▸ EXERCISE DETAILS
Once the line containing "the client's information" has been copied, stop; copy every line before it exactly, beginning with the first line of the material below.

BEGIN

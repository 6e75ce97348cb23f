pub mod discord;
pub mod handler;

pub use discord::Client;
pub use handler::EventHandler;
use std::sync::Arc;

use async_trait::async_trait;
use log::info;

use crate::{
    client::{Client, EventHandler},
    gateway::payload::Ready,
    snowflake::Identified,
};

/// Logs who the client is logged in as and how its connection is doing.
pub struct HealthCheckService;

impl HealthCheckService {
    pub fn new() -> Self {
        Self
    }
}

impl Default for HealthCheckService {
    fn default() -> Self {
        Self::new()
    }
}

#[async_trait]
impl EventHandler for HealthCheckService {
    async fn ready(&self, client: Arc<Client>, r: Ready) {
        info!("Discord client is ready!");

        // display the client's information
        info!("user name : {}", r.user.username);
        info!("user id : {}", client.id());
        info!("created at : {}", client.id().created_at());
        info!("library version : {}", env!("CARGO_PKG_VERSION"));

        // guilds in READY are announced later through GUILD_CREATE
        info!("member of {} guilds", r.guilds.len());
    }

    async fn resumed(&self, client: Arc<Client>) {
        info!(
            "session resumed, latency {}ms",
            client.latency().as_millis()
        );
    }
}
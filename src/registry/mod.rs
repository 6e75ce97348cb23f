pub mod client_dictionary;

pub use client_dictionary::{ClientDictionary, ClientRegistry};
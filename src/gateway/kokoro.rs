//! Heartbeat keepalive for one gateway connection.
//!
//! [`Kokoro`] is a handle to a driver task. The connection reports what
//! happens on the socket (hello received, ack received, socket lost) and the
//! driver answers through a [`HeartbeatSignal`] channel when a heartbeat is
//! due or when the connection stopped acknowledging them.
//!
//! The driver keeps at most one deadline. Every transition drops the old one
//! and computes the next: the beat time while beating, the ack timeout while
//! awaiting an ack, nothing otherwise.

use std::{future::Future, sync::Arc, time::Duration};

use log::{debug, info, warn};
use parking_lot::Mutex;
use serde::{Deserialize, Serialize};
use tokio::{
    sync::{mpsc, oneshot, watch},
    time::{sleep_until, Instant},
};
use typed_builder::TypedBuilder;

use crate::error::{Error, Result};

/// Reported by [`Kokoro::latency`] until a beat was acknowledged.
pub const DEFAULT_LATENCY: Duration = Duration::from_millis(9999);

#[derive(Debug, Clone, Copy, PartialEq, Eq)]
pub enum KokoroState {
    /// The driver is not running.
    Idle,
    /// Waiting for a connection to report its heartbeat interval.
    AwaitingSocket,
    /// Sleeping until the next beat is due.
    Beating,
    /// A beat was sent and its ack has not arrived yet.
    AwaitingAck,
}

/// What the driver asks of the connection.
#[derive(Debug, Clone, Copy, PartialEq, Eq)]
pub enum HeartbeatSignal {
    /// Send a heartbeat now.
    Beat,
    /// The last beat was never acknowledged; drop the socket and reconnect.
    Zombie,
}

#[derive(Debug, Clone, Serialize, Deserialize, TypedBuilder)]
pub struct KokoroConfig {
    /// Delay the first beat of a connection by a random fraction of the interval.
    #[builder(default = true)]
    #[serde(default = "default_first_beat_jitter")]
    pub first_beat_jitter: bool,

    /// How long to wait for an ack, in milliseconds. Defaults to the interval.
    #[builder(default, setter(strip_option))]
    #[serde(default, skip_serializing_if = "Option::is_none")]
    pub ack_timeout_ms: Option<u64>,
}

fn default_first_beat_jitter() -> bool {
    true
}

impl Default for KokoroConfig {
    fn default() -> Self {
        Self::builder().build()
    }
}

#[derive(Debug)]
enum Command {
    Connected(Duration),
    Disconnected,
    Ack,
    BeatNow,
    Restart,
    Terminate,
    Wait(KokoroState, oneshot::Sender<()>),
}

#[derive(Debug, Default)]
struct Timing {
    last_send: Option<Instant>,
    last_answer: Option<Instant>,
}

impl Timing {
    fn latency(&self) -> Duration {
        match (self.last_send, self.last_answer) {
            (Some(send), Some(answer)) if answer >= send => answer - send,
            _ => DEFAULT_LATENCY,
        }
    }
}

#[derive(Debug, Clone)]
pub struct Kokoro {
    commands: mpsc::UnboundedSender<Command>,
    state: watch::Receiver<KokoroState>,
    timing: Arc<Mutex<Timing>>,
}

impl Kokoro {
    /// Spawns the driver. It starts out waiting for a socket.
    ///
    /// The driver stops when [`Kokoro::terminate`] is called, when every
    /// handle is dropped, or when `signals` is closed.
    pub fn start(config: KokoroConfig, signals: mpsc::Sender<HeartbeatSignal>) -> Self {
        let (commands, receiver) = mpsc::unbounded_channel();
        let (state_tx, state) = watch::channel(KokoroState::AwaitingSocket);
        let timing = Arc::new(Mutex::new(Timing::default()));

        let driver = Driver {
            config,
            commands: receiver,
            signals,
            state: state_tx,
            timing: Arc::clone(&timing),
            interval: Duration::ZERO,
            last_beat: None,
            deadline: None,
            waiters: Vec::new(),
        };
        tokio::spawn(driver.run());

        Self {
            commands,
            state,
            timing,
        }
    }

    fn send(&self, command: Command) -> Result<()> {
        self.commands
            .send(command)
            .map_err(|_| Error::KokoroStopped)
    }

    /// The connection received hello; start beating every `interval`.
    pub fn connected(&self, interval: Duration) -> Result<()> {
        self.send(Command::Connected(interval))
    }

    /// The socket is gone; stop beating until the next [`Kokoro::connected`].
    pub fn disconnected(&self) -> Result<()> {
        self.send(Command::Disconnected)
    }

    pub fn ack(&self) -> Result<()> {
        self.send(Command::Ack)
    }

    /// The gateway asked for a heartbeat out of schedule.
    pub fn beat_now(&self) -> Result<()> {
        self.send(Command::BeatNow)
    }

    /// Drops any pending beat and forgets the measured latency.
    pub fn restart(&self) -> Result<()> {
        self.send(Command::Restart)
    }

    pub fn terminate(&self) -> Result<()> {
        self.send(Command::Terminate)
    }

    pub fn state(&self) -> KokoroState {
        *self.state.borrow()
    }

    pub fn subscribe(&self) -> watch::Receiver<KokoroState> {
        self.state.clone()
    }

    /// Time between the last beat and its ack.
    pub fn latency(&self) -> Duration {
        self.timing.lock().latency()
    }

    /// Resolves once the driver is in `target` or enters it.
    ///
    /// The waiter is registered with the driver when this is called, so every
    /// transition issued afterwards is seen, even one the driver leaves again
    /// within the same turn. Fails with [`Error::KokoroStopped`] if the driver
    /// stops first, unless `target` is [`KokoroState::Idle`].
    pub fn wait_for(
        &self,
        target: KokoroState,
    ) -> impl Future<Output = Result<()>> + Send + 'static {
        let (tx, rx) = oneshot::channel();
        let registered = self.send(Command::Wait(target, tx)).is_ok();
        async move {
            if !registered {
                return match target {
                    KokoroState::Idle => Ok(()),
                    _ => Err(Error::KokoroStopped),
                };
            }
            rx.await.map_err(|_| Error::KokoroStopped)
        }
    }
}

struct Driver {
    config: KokoroConfig,
    commands: mpsc::UnboundedReceiver<Command>,
    signals: mpsc::Sender<HeartbeatSignal>,
    state: watch::Sender<KokoroState>,
    timing: Arc<Mutex<Timing>>,
    interval: Duration,
    last_beat: Option<Instant>,
    deadline: Option<Instant>,
    waiters: Vec<(KokoroState, oneshot::Sender<()>)>,
}

impl Driver {
    async fn run(mut self) {
        debug!("kokoro started");
        loop {
            let running = tokio::select! {
                command = self.commands.recv() => match command {
                    Some(Command::Terminate) | None => false,
                    Some(command) => self.handle(command).await,
                },
                _ = sleep_until_some(self.deadline) => self.on_deadline().await,
                _ = self.signals.closed() => {
                    info!("heartbeat receiver dropped, stopping kokoro");
                    false
                }
            };
            if !running {
                break;
            }
        }

        self.commands.close();
        self.transition(KokoroState::Idle, None);
        // waiters queued behind the final command
        while let Ok(command) = self.commands.try_recv() {
            if let Command::Wait(KokoroState::Idle, tx) = command {
                let _ = tx.send(());
            }
        }
        // the rest see their sender dropped and fail as stopped
        self.waiters.clear();
        debug!("kokoro stopped");
    }

    fn current(&self) -> KokoroState {
        *self.state.borrow()
    }

    fn transition(&mut self, to: KokoroState, deadline: Option<Instant>) {
        self.deadline = deadline;
        let from = self.state.send_replace(to);
        if from != to {
            debug!("kokoro {:?} -> {:?}", from, to);
        }
        for (target, tx) in std::mem::take(&mut self.waiters) {
            if target == to {
                let _ = tx.send(());
            } else if !tx.is_closed() {
                self.waiters.push((target, tx));
            }
        }
    }

    fn ack_timeout(&self) -> Duration {
        self.config
            .ack_timeout_ms
            .map(Duration::from_millis)
            .unwrap_or(self.interval)
    }

    async fn handle(&mut self, command: Command) -> bool {
        match command {
            Command::Connected(interval) => {
                self.interval = interval;
                let delay = if self.config.first_beat_jitter {
                    interval.mul_f64(rand::random::<f64>())
                } else {
                    interval
                };
                debug!(
                    "heartbeat interval {}ms, first beat in {}ms",
                    interval.as_millis(),
                    delay.as_millis()
                );
                self.last_beat = None;
                self.transition(KokoroState::Beating, Some(Instant::now() + delay));
                true
            }
            Command::Disconnected => {
                self.last_beat = None;
                self.transition(KokoroState::AwaitingSocket, None);
                true
            }
            Command::Restart => {
                self.last_beat = None;
                *self.timing.lock() = Timing::default();
                self.transition(KokoroState::AwaitingSocket, None);
                true
            }
            Command::Ack => {
                self.on_ack();
                true
            }
            Command::BeatNow => match self.current() {
                KokoroState::Beating => self.beat().await,
                KokoroState::AwaitingAck => {
                    // keep the pending ack deadline, the earlier beat is still owed an answer
                    if !self.emit(HeartbeatSignal::Beat).await {
                        return false;
                    }
                    let now = Instant::now();
                    self.last_beat = Some(now);
                    self.timing.lock().last_send = Some(now);
                    true
                }
                state => {
                    debug!("ignoring heartbeat request while {:?}", state);
                    true
                }
            },
            Command::Wait(target, tx) => {
                if target == self.current() {
                    let _ = tx.send(());
                } else {
                    self.waiters.push((target, tx));
                }
                true
            }
            // handled by the run loop
            Command::Terminate => false,
        }
    }

    async fn on_deadline(&mut self) -> bool {
        match self.current() {
            KokoroState::Beating => self.beat().await,
            KokoroState::AwaitingAck => self.zombie().await,
            _ => {
                self.deadline = None;
                true
            }
        }
    }

    async fn beat(&mut self) -> bool {
        if !self.emit(HeartbeatSignal::Beat).await {
            return false;
        }
        let now = Instant::now();
        self.last_beat = Some(now);
        self.timing.lock().last_send = Some(now);
        let deadline = now + self.ack_timeout();
        self.transition(KokoroState::AwaitingAck, Some(deadline));
        true
    }

    fn on_ack(&mut self) {
        if self.current() != KokoroState::AwaitingAck {
            debug!("ignoring heartbeat ack while {:?}", self.current());
            return;
        }
        let now = Instant::now();
        self.timing.lock().last_answer = Some(now);
        let next = self
            .last_beat
            .map_or(now, |sent| sent + self.interval)
            .max(now);
        self.transition(KokoroState::Beating, Some(next));
    }

    async fn zombie(&mut self) -> bool {
        warn!(
            "heartbeat not acknowledged within {}ms, connection is zombied",
            self.ack_timeout().as_millis()
        );
        self.last_beat = None;
        *self.timing.lock() = Timing::default();
        self.transition(KokoroState::AwaitingSocket, None);
        self.emit(HeartbeatSignal::Zombie).await
    }

    async fn emit(&self, signal: HeartbeatSignal) -> bool {
        if self.signals.send(signal).await.is_err() {
            info!("heartbeat receiver dropped, stopping kokoro");
            return false;
        }
        true
    }
}

async fn sleep_until_some(deadline: Option<Instant>) {
    match deadline {
        Some(deadline) => sleep_until(deadline).await,
        None => std::future::pending().await,
    }
}
use std::time::Duration;

use env_logger::Env;
use serde::{Deserialize, Serialize};
use typed_builder::TypedBuilder;

use crate::{
    error::{Error, Result},
    gateway::kokoro::KokoroConfig,
};

pub const DEFAULT_GATEWAY_URL: &str = "wss://gateway.discord.gg";
pub const DEFAULT_API_VERSION: u8 = 10;

pub fn init_logger() {
    env_logger::Builder::from_env(Env::default().default_filter_or("info")).init();
}

pub fn load_discord_token() -> Result<String> {
    match std::env::var("DISCORD_TOKEN") {
        Ok(token) if !token.trim().is_empty() => Ok(token),
        _ => Err(Error::Config(
            "Expected a token in the environment variable DISCORD_TOKEN".into(),
        )),
    }
}

#[derive(Debug, Clone, Serialize, Deserialize, TypedBuilder)]
pub struct ClientConfig {
    #[builder(setter(into))]
    pub token: String,

    /// Gateway intents bitfield.
    #[builder(default = default_intents())]
    #[serde(default = "default_intents")]
    pub intents: u64,

    #[builder(default = DEFAULT_GATEWAY_URL.to_string(), setter(into))]
    #[serde(default = "default_gateway_url")]
    pub gateway_url: String,

    #[builder(default = DEFAULT_API_VERSION)]
    #[serde(default = "default_api_version")]
    pub api_version: u8,

    /// `[shard_id, shard_count]`.
    #[builder(default, setter(strip_option))]
    #[serde(default, skip_serializing_if = "Option::is_none")]
    pub shard: Option<[u32; 2]>,

    /// How long a new socket may stay silent before hello, in milliseconds.
    #[builder(default = default_hello_timeout_ms())]
    #[serde(default = "default_hello_timeout_ms")]
    pub hello_timeout_ms: u64,

    #[builder(default)]
    #[serde(default)]
    pub reconnect: ReconnectConfig,

    #[builder(default)]
    #[serde(default)]
    pub kokoro: KokoroConfig,
}

fn default_intents() -> u64 {
    // guilds, guild messages, direct messages, message content
    (1 << 0) | (1 << 9) | (1 << 12) | (1 << 15)
}

fn default_gateway_url() -> String {
    DEFAULT_GATEWAY_URL.to_string()
}

fn default_api_version() -> u8 {
    DEFAULT_API_VERSION
}

fn default_hello_timeout_ms() -> u64 {
    20_000
}

impl ClientConfig {
    /// Reads `DISCORD_TOKEN`, plus the optional `HATA_GATEWAY_URL` and `HATA_INTENTS`.
    pub fn from_env() -> Result<Self> {
        let mut config = Self::builder().token(load_discord_token()?).build();

        if let Ok(url) = std::env::var("HATA_GATEWAY_URL") {
            config.gateway_url = url;
        }
        if let Ok(raw) = std::env::var("HATA_INTENTS") {
            config.intents = raw
                .trim()
                .parse()
                .map_err(|_| Error::Config(format!("HATA_INTENTS is not a number: {raw:?}")))?;
        }
        Ok(config)
    }

    pub fn hello_timeout(&self) -> Duration {
        Duration::from_millis(self.hello_timeout_ms)
    }

    /// Websocket url for a fresh connection or a resume url.
    pub fn connect_url(&self, base: &str) -> String {
        format!(
            "{}/?v={}&encoding=json",
            base.trim_end_matches('/'),
            self.api_version
        )
    }
}

/// Exponential backoff between reconnect attempts.
#[derive(Debug, Clone, Serialize, Deserialize)]
pub struct ReconnectConfig {
    /// Consecutive failed attempts before giving up, `0` retries forever.
    #[serde(default = "default_max_attempts")]
    pub max_attempts: u32,

    #[serde(default = "default_initial_delay_ms")]
    pub initial_delay_ms: u64,

    #[serde(default = "default_max_delay_ms")]
    pub max_delay_ms: u64,

    /// Jitter factor (0.0-1.0)
    #[serde(default = "default_jitter")]
    pub jitter: f64,
}

fn default_max_attempts() -> u32 {
    10
}

fn default_initial_delay_ms() -> u64 {
    1_000
}

fn default_max_delay_ms() -> u64 {
    60_000
}

fn default_jitter() -> f64 {
    0.1
}

impl Default for ReconnectConfig {
    fn default() -> Self {
        Self {
            max_attempts: default_max_attempts(),
            initial_delay_ms: default_initial_delay_ms(),
            max_delay_ms: default_max_delay_ms(),
            jitter: default_jitter(),
        }
    }
}

impl ReconnectConfig {
    pub fn exhausted(&self, attempt: u32) -> bool {
        self.max_attempts != 0 && attempt >= self.max_attempts
    }

    /// Delay before reconnect attempt number `attempt` (0-based).
    pub fn backoff(&self, attempt: u32) -> Duration {
        let base = self
            .initial_delay_ms
            .saturating_mul(1u64 << attempt.min(20))
            .min(self.max_delay_ms);
        let jitter = self.jitter.clamp(0.0, 1.0);
        let factor = 1.0 + jitter * (rand::random::<f64>() * 2.0 - 1.0);
        Duration::from_millis((base as f64 * factor) as u64)
    }
}
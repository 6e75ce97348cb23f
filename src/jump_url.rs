use std::sync::LazyLock;

use regex::{Captures, Regex};
use typed_builder::TypedBuilder;

use crate::snowflake::Snowflake;

static LINK_PATTERN: &str = r"https://(?:ptb\.|canary\.)?discord(?:app)?\.com/channels/(?P<guild_id>\d+|@me)/(?P<channel_id>\d+)/(?P<message_id>\d+)";

static LINK_REGEX: LazyLock<Regex> =
    LazyLock::new(|| Regex::new(LINK_PATTERN).expect("Failed to compile regex"));

/// The ids carried by a message link.
#[derive(Debug, Clone, Copy, PartialEq, Eq, TypedBuilder)]
pub struct MessageJumpUrl {
    /// `None` for private channels (`@me` links).
    #[builder(default)]
    pub guild_id: Option<Snowflake>,
    pub channel_id: Snowflake,
    pub message_id: Snowflake,
}

impl MessageJumpUrl {
    /// Parses `link` if it is exactly one message link.
    pub fn parse(link: &str) -> Option<Self> {
        let caps = LINK_REGEX.captures(link.trim())?;
        if caps[0].len() != link.trim().len() {
            return None;
        }
        from_captures(&caps)
    }

    /// The first message link found anywhere in `text`.
    pub fn find_first(text: &str) -> Option<Self> {
        LINK_REGEX.captures_iter(text).find_map(|caps| from_captures(&caps))
    }

    pub fn find_all(text: &str) -> Vec<Self> {
        LINK_REGEX
            .captures_iter(text)
            .filter_map(|caps| from_captures(&caps))
            .collect()
    }

    pub fn to_url(&self) -> String {
        let guild = match self.guild_id {
            Some(id) => id.to_string(),
            None => "@me".to_string(),
        };
        format!(
            "https://discord.com/channels/{}/{}/{}",
            guild, self.channel_id, self.message_id
        )
    }
}

fn from_captures(caps: &Captures<'_>) -> Option<MessageJumpUrl> {
    let guild_id = match &caps["guild_id"] {
        "@me" => None,
        raw => Some(raw.parse::<Snowflake>().ok()?),
    };
    // ids longer than u64 are matched by \d+ but are not links
    let channel_id = caps["channel_id"].parse::<Snowflake>().ok()?;
    let message_id = caps["message_id"].parse::<Snowflake>().ok()?;

    Some(
        MessageJumpUrl::builder()
            .guild_id(guild_id)
            .channel_id(channel_id)
            .message_id(message_id)
            .build(),
    )
}

#[cfg(test)]
mod tests {
    use super::MessageJumpUrl;
    use crate::snowflake::Snowflake;

    fn guild_link(guild: u64, channel: u64, message: u64) -> MessageJumpUrl {
        MessageJumpUrl {
            guild_id: Some(Snowflake::new(guild)),
            channel_id: Snowflake::new(channel),
            message_id: Snowflake::new(message),
        }
    }

    #[test]
    fn test_parse_guild_link() {
        let result = MessageJumpUrl::parse("https://discord.com/channels/123/456/789");
        assert_eq!(result, Some(guild_link(123, 456, 789)));
    }

    #[test]
    fn test_parse_private_link() {
        let result = MessageJumpUrl::parse("https://discord.com/channels/@me/456/789").unwrap();
        assert_eq!(result.guild_id, None);
        assert_eq!(result.channel_id, 456);
    }

    #[test]
    fn test_parse_rejects_surrounding_text() {
        assert_eq!(
            MessageJumpUrl::parse("see https://discord.com/channels/1/2/3"),
            None
        );
    }

    #[test]
    fn test_parse_discordapp_and_canary() {
        assert!(MessageJumpUrl::parse("https://discordapp.com/channels/1/2/3").is_some());
        assert!(MessageJumpUrl::parse("https://canary.discord.com/channels/1/2/3").is_some());
        assert!(MessageJumpUrl::parse("https://example.com/channels/1/2/3").is_none());
    }

    #[test]
    fn test_parse_overflowing_id() {
        assert_eq!(
            MessageJumpUrl::parse("https://discord.com/channels/1/2/99999999999999999999999"),
            None
        );
    }

    #[test]
    fn test_find_first_returns_first() {
        let text = "Hello, world! https://discord.com/channels/123/456/789 https://discord.com/channels/101112/131415/161718";
        assert_eq!(
            MessageJumpUrl::find_first(text),
            Some(guild_link(123, 456, 789))
        );
        assert_eq!(MessageJumpUrl::find_first("Hello, world!"), None);
    }

    #[test]
    fn test_find_all_keeps_order() {
        let text = "a https://discord.com/channels/1/2/3 b https://ptb.discord.com/channels/@me/5/6";
        let links = MessageJumpUrl::find_all(text);
        assert_eq!(links.len(), 2);
        assert_eq!(links[0], guild_link(1, 2, 3));
        assert_eq!(links[1].guild_id, None);
    }

    #[test]
    fn test_to_url() {
        assert_eq!(
            guild_link(1, 2, 3).to_url(),
            "https://discord.com/channels/1/2/3"
        );
        let private = MessageJumpUrl::parse("https://discord.com/channels/@me/5/6").unwrap();
        assert_eq!(private.to_url(), "https://discord.com/channels/@me/5/6");
    }
}
//! Discord gateway client core.
//!
//! The pieces with real state live here: [`gateway::Kokoro`], the heartbeat
//! state machine keeping a gateway connection alive, [`gateway::Shard`], the
//! connection lifecycle around it, and [`registry::ClientDictionary`], the
//! id-ordered store of running clients.

pub mod cache;
pub mod client;
pub mod config;
pub mod error;
pub mod feature;
pub mod gateway;
pub mod jump_url;
pub mod registry;
pub mod snowflake;
pub mod timer;

pub use client::{Client, EventHandler};
pub use error::{Error, Result};
pub use snowflake::{Identified, Snowflake};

END

▸ RESPONSE BELOW
repository 6e75ce97348cb23f
pub mod discord;
pub mod handler;

pub use discord::Client;
pub use handler::EventHandler;
use std::sync::Arc;

use async_trait::async_trait;
use log::info;

use crate::{
    client::{Client, EventHandler},
    gateway::payload::Ready,
    snowflake::Identified,
};

/// Logs who the client is logged in as and how its connection is doing.
pub struct HealthCheckService;

impl HealthCheckService {
    pub fn new() -> Self {
        Self
    }
}

impl Default for HealthCheckService {
    fn default() -> Self {
        Self::new()
    }
}

#[async_trait]
impl EventHandler for HealthCheckService {
    async fn ready(&self, client: Arc<Client>, r: Ready) {
        info!("Discord client is ready!");

        // display the client's information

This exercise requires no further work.